Il primo personaggio che mi è rimasto impresso durante la lettura del libro, è Schlome. Primo Levi, arrivato da poco al campo di concentramento d’Auschwitz, stava vagando tra la folla dei deportati in cerca di qualche voce o volto famigliare quando notò appoggiati ad una parete di una baracca due ragazzi seduti. Erano di circa 16 anni ed entrambi avevano le mani e il viso sporco di fuliggine: uno di loro fermò Levi ed iniziò a dialogare con lui. Il giovane ragazzo si chiamava Schlome: era ebreo polacco, da tre anni nel lager. Egli sapeva bene il tedesco ma Levi poco e perciò non capiva molto ciò che diceva: nel campo di concentramento lavorava come fabbro. Il ragazzo, dialogando con l’autore, gli chiese che mestiere facesse e dove fosse sua madre. Quando Levi rispose che lei era rifugiata in Italia, il polacco si alzò e lo abbracciò timidamente. L’autore non rivide più il giovane ma non scordò mai l’espressione grave e mite del suo volto.

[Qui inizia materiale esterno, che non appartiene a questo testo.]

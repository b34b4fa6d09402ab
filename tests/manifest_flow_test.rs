//! Manifest pipeline end to end: cold pull, warm pull, degradation when
//! the origin is down, and digest-mismatch rejection.

mod common;

use common::*;

const INDEX_TYPE: &str = "application/vnd.oci.image.index.v1+json";

fn index_body() -> Vec<u8> {
    format!(
        r#"{{"schemaVersion":2,"mediaType":"{}","manifests":[]}}"#,
        INDEX_TYPE
    )
    .into_bytes()
}

#[tokio::test]
async fn cold_tag_pull_caches_links_and_body() {
    let origin = Origin::start().await;
    let body = index_body();
    let digest = sha256_hex(&body);
    origin.set(
        "/v2/library/busybox/manifests/1",
        ScriptedResponse::ok(&body).with_content_type(INDEX_TYPE),
    );

    let proxy = ProxyBuilder::against(&origin.host).start().await;
    let client = reqwest::Client::new();

    let response = client
        .get(proxy.url(&format!("/v2/{}/library/busybox/manifests/1", origin.host)))
        .send()
        .await
        .unwrap();

    assert_eq!(response.status(), 200);
    assert_eq!(
        response
            .headers()
            .get("docker-content-digest")
            .unwrap()
            .to_str()
            .unwrap(),
        format!("sha256:{}", digest)
    );
    assert_eq!(
        response.headers().get("content-type").unwrap(),
        INDEX_TYPE
    );
    assert_eq!(response.bytes().await.unwrap(), body);

    // Tag link, revision link, and body all landed in the shared layout.
    let tag_link = proxy.storage_file(&tag_link_key(&origin.host, "library/busybox", "1"));
    assert_eq!(
        std::fs::read_to_string(tag_link).unwrap(),
        format!("sha256:{}", digest)
    );
    let revision_link =
        proxy.storage_file(&revision_link_key(&origin.host, "library/busybox", &digest));
    assert_eq!(
        std::fs::read_to_string(revision_link).unwrap(),
        format!("sha256:{}", digest)
    );
    assert_eq!(
        std::fs::read(proxy.storage_file(&blob_storage_key(&digest))).unwrap(),
        body
    );
}

#[tokio::test]
async fn warm_tag_pull_skips_the_origin() {
    let origin = Origin::start().await;
    let body = index_body();
    origin.set(
        "/v2/library/busybox/manifests/1",
        ScriptedResponse::ok(&body).with_content_type(INDEX_TYPE),
    );

    let proxy = ProxyBuilder::against(&origin.host).start().await;
    let client = reqwest::Client::new();
    let url = proxy.url(&format!("/v2/{}/library/busybox/manifests/1", origin.host));

    let first = client.get(&url).send().await.unwrap();
    assert_eq!(first.status(), 200);
    let first_body = first.bytes().await.unwrap();
    assert_eq!(origin.hits("GET /v2/library/busybox/manifests/1"), 1);

    // Within the freshness window: served from cache, no origin call.
    let second = client.get(&url).send().await.unwrap();
    assert_eq!(second.status(), 200);
    assert!(second.headers().contains_key("docker-content-digest"));
    assert_eq!(second.bytes().await.unwrap(), first_body);
    assert_eq!(origin.hits("GET /v2/library/busybox/manifests/1"), 1);
}

#[tokio::test]
async fn degraded_tag_pull_serves_cached_body() {
    let origin = Origin::start().await;
    let body = index_body();
    origin.set(
        "/v2/library/busybox/manifests/1",
        ScriptedResponse::ok(&body).with_content_type(INDEX_TYPE),
    );

    let proxy = ProxyBuilder::against(&origin.host).start().await;
    let client = reqwest::Client::new();
    let path = format!("/v2/{}/library/busybox/manifests/1", origin.host);

    assert_eq!(client.get(proxy.url(&path)).send().await.unwrap().status(), 200);

    // New proxy instance over the same storage: the freshness map is cold,
    // so the origin is consulted again; it now fails.
    origin.set(
        "/v2/library/busybox/manifests/1",
        ScriptedResponse::ok(b"oops").with_status(500),
    );
    let degraded = ProxyBuilder::against(&origin.host)
        .storage(proxy.storage)
        .start()
        .await;

    let response = client.get(degraded.url(&path)).send().await.unwrap();
    assert_eq!(response.status(), 200);
    assert_eq!(response.bytes().await.unwrap(), body);
}

#[tokio::test]
async fn missing_cache_surfaces_origin_error() {
    let origin = Origin::start().await;
    origin.set(
        "/v2/library/busybox/manifests/1",
        ScriptedResponse::ok(b"{}").with_status(503),
    );

    let proxy = ProxyBuilder::against(&origin.host).start().await;
    let client = reqwest::Client::new();

    let response = client
        .get(proxy.url(&format!("/v2/{}/library/busybox/manifests/1", origin.host)))
        .send()
        .await
        .unwrap();
    assert_eq!(response.status(), 503);
}

#[tokio::test]
async fn digest_mismatch_is_rejected_and_not_cached() {
    let origin = Origin::start().await;
    let body = index_body();
    let requested = "deadbeef".repeat(8);
    assert_ne!(sha256_hex(&body), requested);

    let path = format!("/v2/library/busybox/manifests/sha256:{}", requested);
    origin.set(&path, ScriptedResponse::ok(&body).with_content_type(INDEX_TYPE));

    let proxy = ProxyBuilder::against(&origin.host).start().await;
    let client = reqwest::Client::new();

    let response = client
        .get(proxy.url(&format!(
            "/v2/{}/library/busybox/manifests/sha256:{}",
            origin.host, requested
        )))
        .send()
        .await
        .unwrap();
    assert_eq!(response.status(), 500);

    // Neither a link nor a body appeared under the requested digest.
    assert!(!proxy
        .storage_file(&revision_link_key(&origin.host, "library/busybox", &requested))
        .exists());
    assert!(!proxy.storage_file(&blob_storage_key(&requested)).exists());
}

#[tokio::test]
async fn digest_pull_is_immutable_and_never_refetched() {
    let origin = Origin::start().await;
    let body = index_body();
    let digest = sha256_hex(&body);

    let origin_path = format!("/v2/library/busybox/manifests/sha256:{}", digest);
    origin.set(
        &origin_path,
        ScriptedResponse::ok(&body).with_content_type(INDEX_TYPE),
    );

    let proxy = ProxyBuilder::against(&origin.host).start().await;
    let client = reqwest::Client::new();
    let url = proxy.url(&format!(
        "/v2/{}/library/busybox/manifests/sha256:{}",
        origin.host, digest
    ));

    assert_eq!(client.get(&url).send().await.unwrap().status(), 200);
    assert_eq!(origin.hits(&format!("GET {}", origin_path)), 1);

    // Digest refs are served from cache without any TTL gate.
    for _ in 0..3 {
        let response = client.get(&url).send().await.unwrap();
        assert_eq!(response.status(), 200);
        assert_eq!(response.bytes().await.unwrap(), body);
    }
    assert_eq!(origin.hits(&format!("GET {}", origin_path)), 1);
}

#[tokio::test]
async fn head_returns_headers_without_body() {
    let origin = Origin::start().await;
    let body = index_body();
    origin.set(
        "/v2/library/busybox/manifests/1",
        ScriptedResponse::ok(&body).with_content_type(INDEX_TYPE),
    );

    let proxy = ProxyBuilder::against(&origin.host).start().await;
    let client = reqwest::Client::new();
    let url = proxy.url(&format!("/v2/{}/library/busybox/manifests/1", origin.host));

    // Warm the cache, then HEAD against it.
    assert_eq!(client.get(&url).send().await.unwrap().status(), 200);

    let response = client.head(&url).send().await.unwrap();
    assert_eq!(response.status(), 200);
    assert_eq!(
        response
            .headers()
            .get("content-length")
            .unwrap()
            .to_str()
            .unwrap(),
        body.len().to_string()
    );
    assert!(response.headers().contains_key("docker-content-digest"));
    assert_eq!(response.bytes().await.unwrap().len(), 0);
}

Schlome rappresenta tutti i giovani che, pur innocenti, sono stati condotti nei lager dai nazisti. Egli entrò giovanissimo ad Auschwitz e visse l’inizio della sua adolescenza in questo luogo di sofferenza e di morte.
E’ incredibile che un sedicenne sia costretto a lavorare come fabbro, un lavoro pesante e faticoso. Questo fatto rende palese la volontà dei nazisti di annientare chiunque fosse dichiarato nemico, non facendo differenza tra uomini, donne e bambini.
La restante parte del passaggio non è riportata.